While working with a customer recently, I saw some code from them that used the OUTPUT and INTO clauses of an UPDATE statement to capture the changes made into another table. In this case, as users updated code strings in a table used in dynamic SQL, the developers wanted to capture the history of those changes in another table, giving them a rollback strategy if there were problems. This is an interesting, and focused way of auditing data changes, albeit with the work to write this code and control updates through stored procedures.
This is one way of tracking the history of data values in many database platforms. Temporal tables are another, and we have CDC/Change Capture available in SQL Server. In the past, many people have used triggers. All of these work, with various pros and cons. In many cases, I have seen triggers used, often because many developers know how to write them and they are easy to create. Easy to get wrong as well.
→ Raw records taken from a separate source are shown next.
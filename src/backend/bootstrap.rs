//! Backend startup and readiness polling.

use std::sync::Arc;
use std::sync::atomic::{AtomicBool, Ordering};
use std::time::Duration;

use async_trait::async_trait;
use tokio::sync::watch;
use tokio::task::JoinHandle;
use tokio::time::{Instant, MissedTickBehavior};
use tracing::{debug, error, info, warn};

use super::locator::BackendLocator;
use crate::gateway::GatewayError;
use crate::host::{HostBridge, HostMode, START_BACKEND};

/// Why the backend never became usable.
#[derive(Debug, Clone, PartialEq, Eq)]
pub enum BootstrapFailure {
    /// The host could not launch the backend process.
    Start(String),
    /// The backend never answered a health probe.
    Timeout { attempts: u32 },
}

impl std::fmt::Display for BootstrapFailure {
    fn fmt(&self, f: &mut std::fmt::Formatter<'_>) -> std::fmt::Result {
        match self {
            BootstrapFailure::Start(detail) => write!(f, "failed to start backend: {detail}"),
            BootstrapFailure::Timeout { attempts } => {
                write!(f, "backend did not become ready after {attempts} attempts")
            }
        }
    }
}

#[derive(Debug, Clone, PartialEq, Eq)]
pub enum BootstrapState {
    NotStarted,
    StartingProcess,
    PollingReadiness,
    Ready,
    Failed(BootstrapFailure),
}

impl BootstrapState {
    pub fn is_ready(&self) -> bool {
        matches!(self, BootstrapState::Ready)
    }

    pub fn is_terminal(&self) -> bool {
        matches!(self, BootstrapState::Ready | BootstrapState::Failed(_))
    }
}

impl std::fmt::Display for BootstrapState {
    fn fmt(&self, f: &mut std::fmt::Formatter<'_>) -> std::fmt::Result {
        match self {
            BootstrapState::NotStarted => write!(f, "not started"),
            BootstrapState::StartingProcess => write!(f, "starting backend"),
            BootstrapState::PollingReadiness => write!(f, "waiting for backend"),
            BootstrapState::Ready => write!(f, "ready"),
            BootstrapState::Failed(reason) => write!(f, "failed ({reason})"),
        }
    }
}

/// A cheap request that succeeds once the backend can serve traffic.
#[cfg_attr(test, mockall::automock)]
#[async_trait]
pub trait HealthProbe: Send + Sync {
    async fn probe(&self) -> Result<(), GatewayError>;
}

/// How readiness is polled.
#[derive(Debug, Clone, Copy)]
pub struct ReadinessPolicy {
    pub interval: Duration,
    /// `None` polls forever.
    pub max_attempts: Option<u32>,
}

impl Default for ReadinessPolicy {
    fn default() -> Self {
        Self {
            interval: Duration::from_millis(1000),
            max_attempts: Some(120),
        }
    }
}

/// Drives the backend from "not started" to ready or failed.
///
/// In standalone mode there is nothing to start and the state goes straight
/// to [`BootstrapState::Ready`]. In hosted mode the host is asked to start the
/// backend exactly once, then the health probe runs on a fixed interval.
pub struct Bootstrapper {
    mode: HostMode,
    host: Arc<dyn HostBridge>,
    locator: Arc<BackendLocator>,
    probe: Arc<dyn HealthProbe>,
    policy: ReadinessPolicy,
    state: watch::Sender<BootstrapState>,
    process_started: AtomicBool,
    in_flight: AtomicBool,
}

impl Bootstrapper {
    pub fn new(
        mode: HostMode,
        host: Arc<dyn HostBridge>,
        locator: Arc<BackendLocator>,
        probe: Arc<dyn HealthProbe>,
    ) -> Self {
        let (state, _) = watch::channel(BootstrapState::NotStarted);
        Self {
            mode,
            host,
            locator,
            probe,
            policy: ReadinessPolicy::default(),
            state,
            process_started: AtomicBool::new(false),
            in_flight: AtomicBool::new(false),
        }
    }

    pub fn with_policy(mut self, policy: ReadinessPolicy) -> Self {
        self.policy = policy;
        self
    }

    pub fn state(&self) -> BootstrapState {
        self.state.borrow().clone()
    }

    pub fn subscribe(&self) -> watch::Receiver<BootstrapState> {
        self.state.subscribe()
    }

    fn set_state(&self, next: BootstrapState) {
        info!(state = %next, "bootstrap state changed");
        self.state.send_replace(next);
    }

    /// Run the bootstrap sequence to completion.
    ///
    /// Returns the current state without doing anything when it is already
    /// terminal or another run is in flight.
    pub async fn run(&self) -> BootstrapState {
        let current = self.state();
        if current.is_terminal() {
            return current;
        }
        if self.in_flight.swap(true, Ordering::SeqCst) {
            debug!("bootstrap already in flight");
            return current;
        }
        let _guard = InFlight(&self.in_flight);

        let outcome = match self.mode {
            HostMode::Standalone => BootstrapState::Ready,
            HostMode::Hosted => self.bootstrap_hosted().await,
        };
        self.set_state(outcome.clone());
        outcome
    }

    /// Run in a background task owned by the returned handle.
    pub fn spawn(self: &Arc<Self>) -> BootstrapHandle {
        let this = Arc::clone(self);
        let task = tokio::spawn(async move { this.run().await });
        BootstrapHandle {
            bootstrapper: Arc::clone(self),
            task: Some(task),
        }
    }

    async fn bootstrap_hosted(&self) -> BootstrapState {
        self.set_state(BootstrapState::StartingProcess);

        // A (re)started backend may listen somewhere else.
        self.locator.invalidate_port().await;

        if !self.process_started.swap(true, Ordering::SeqCst) {
            info!("asking host to start backend");
            // Cancelled before the host answered: the next run asks again.
            let attempt = StartAttempt::new(&self.process_started);
            let result = self.host.invoke(START_BACKEND, None).await;
            attempt.settle();

            if let Err(e) = result {
                error!(error = %e, "host failed to start backend");
                return BootstrapState::Failed(BootstrapFailure::Start(e.to_string()));
            }
        }

        self.set_state(BootstrapState::PollingReadiness);
        self.poll_readiness().await
    }

    async fn poll_readiness(&self) -> BootstrapState {
        let period = self.policy.interval;
        let mut ticker = tokio::time::interval_at(Instant::now() + period, period);
        ticker.set_missed_tick_behavior(MissedTickBehavior::Delay);

        let mut attempts: u32 = 0;
        loop {
            ticker.tick().await;
            attempts += 1;

            match self.probe.probe().await {
                Ok(()) => {
                    info!(attempts, "backend is ready");
                    return BootstrapState::Ready;
                }
                // Expected while the backend warms up.
                Err(e) => debug!(attempt = attempts, error = %e, "backend not ready yet"),
            }

            if self.policy.max_attempts.is_some_and(|max| attempts >= max) {
                warn!(attempts, "gave up waiting for backend");
                return BootstrapState::Failed(BootstrapFailure::Timeout { attempts });
            }
        }
    }
}

/// Clears the started flag unless the host call ran to completion.
struct StartAttempt<'a> {
    started: &'a AtomicBool,
    settled: bool,
}

impl<'a> StartAttempt<'a> {
    fn new(started: &'a AtomicBool) -> Self {
        Self {
            started,
            settled: false,
        }
    }

    fn settle(mut self) {
        self.settled = true;
    }
}

impl Drop for StartAttempt<'_> {
    fn drop(&mut self) {
        if !self.settled {
            self.started.store(false, Ordering::SeqCst);
        }
    }
}

struct InFlight<'a>(&'a AtomicBool);

impl Drop for InFlight<'_> {
    fn drop(&mut self) {
        self.0.store(false, Ordering::SeqCst);
    }
}

/// Owns a spawned bootstrap run; dropping it cancels the polling task.
pub struct BootstrapHandle {
    bootstrapper: Arc<Bootstrapper>,
    task: Option<JoinHandle<BootstrapState>>,
}

impl BootstrapHandle {
    /// Wait for the run to finish and return the final state.
    ///
    /// Dropping this future before it completes cancels the run.
    pub async fn wait(mut self) -> BootstrapState {
        match self.task.as_mut() {
            Some(task) => match task.await {
                Ok(state) => state,
                Err(e) => {
                    warn!(error = %e, "bootstrap task ended abnormally");
                    self.bootstrapper.state()
                }
            },
            None => self.bootstrapper.state(),
        }
    }

    pub fn cancel(self) {
        drop(self);
    }
}

impl Drop for BootstrapHandle {
    fn drop(&mut self) {
        if let Some(task) = self.task.take() {
            if !task.is_finished() {
                debug!("cancelling bootstrap task");
            }
            task.abort();
        }
    }
}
However, triggers take some work, while platforms have often built capabilities that make it easy to capture data changes and track them. Many developers often aren't aware of these features, or haven't spent sufficient time with them to know how to work with them or if these features even work well. This is one reason many of us write about new features, to learn about them, experiment, and help others to understand how to use them. Of course, not all features turn out to be as great as marketed.
Today I wonder how you capture changes and audit them. Do you use triggers? Something built in? For limited auditing, and with control of the code, would you use the OUTPUT clause with your insert/update/delete code? Actually, I wonder how many of you would even consider this for limited auditing, especially with the large number of tools and frameworks that might generate their own UPDATE statement rather than call a stored procedure where you control the code. Or do you think this isn't a good way to capture this data.